Available records Start Marker
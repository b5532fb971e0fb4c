//! Canonical names for indexes and foreign keys.
//!
//! When a migration does not name an index or foreign key explicitly, the name
//! is derived from the table and the column list: `idx-<table>-<cols>` or
//! `fk-<table>-<cols>`. The table part has placeholder delimiters stripped, so
//! `{{%users}}` contributes `users`.

use crate::table_name::TableName;
use std::fmt;

/// Kind of schema object a derived name is for.
#[derive(Debug, Clone, Copy, PartialEq, Eq)]
pub enum IdentifierKind {
    /// Secondary index (`idx-` prefix)
    Index,
    /// Foreign key constraint (`fk-` prefix)
    ForeignKey,
}

impl IdentifierKind {
    /// Name prefix for this kind.
    pub fn prefix(self) -> &'static str {
        match self {
            IdentifierKind::Index => "idx",
            IdentifierKind::ForeignKey => "fk",
        }
    }
}

impl fmt::Display for IdentifierKind {
    fn fmt(&self, f: &mut fmt::Formatter<'_>) -> fmt::Result {
        f.write_str(self.prefix())
    }
}

/// Derive the canonical name for an index or foreign key.
///
/// Multiple columns are joined with `-` in the order given.
///
/// # Examples
/// ```
/// use tw_core::identifier::{derive_name, IdentifierKind};
/// use tw_core::TableName;
/// let table = TableName::new("{{%users}}");
/// assert_eq!(derive_name(IdentifierKind::ForeignKey, &table, &["a", "b"]), "fk-users-a-b");
/// ```
pub fn derive_name<S: AsRef<str>>(kind: IdentifierKind, table: &TableName, columns: &[S]) -> String {
    let joined = columns
        .iter()
        .map(AsRef::as_ref)
        .collect::<Vec<_>>()
        .join("-");
    format!("{}-{}-{}", kind.prefix(), table.bare(), joined)
}

/// Return `explicit` when given, otherwise the derived name.
pub fn resolve_name<S: AsRef<str>>(
    explicit: Option<&str>,
    kind: IdentifierKind,
    table: &TableName,
    columns: &[S],
) -> String {
    match explicit {
        Some(name) => name.to_string(),
        None => derive_name(kind, table, columns),
    }
}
Available records End Marker
Instructions to follow →
Check every line of the data above for the string "IdentifierKind", and copy those that have it.

Completed exercise →
pub enum IdentifierKind {
impl IdentifierKind {
            IdentifierKind::Index => "idx",
            IdentifierKind::ForeignKey => "fk",
impl fmt::Display for IdentifierKind {
/// use tw_core::identifier::{derive_name, IdentifierKind};
/// assert_eq!(derive_name(IdentifierKind::ForeignKey, &table, &["a", "b"]), "fk-users-a-b");
pub fn derive_name<S: AsRef<str>>(kind: IdentifierKind, table: &TableName, columns: &[S]) -> String {
    kind: IdentifierKind,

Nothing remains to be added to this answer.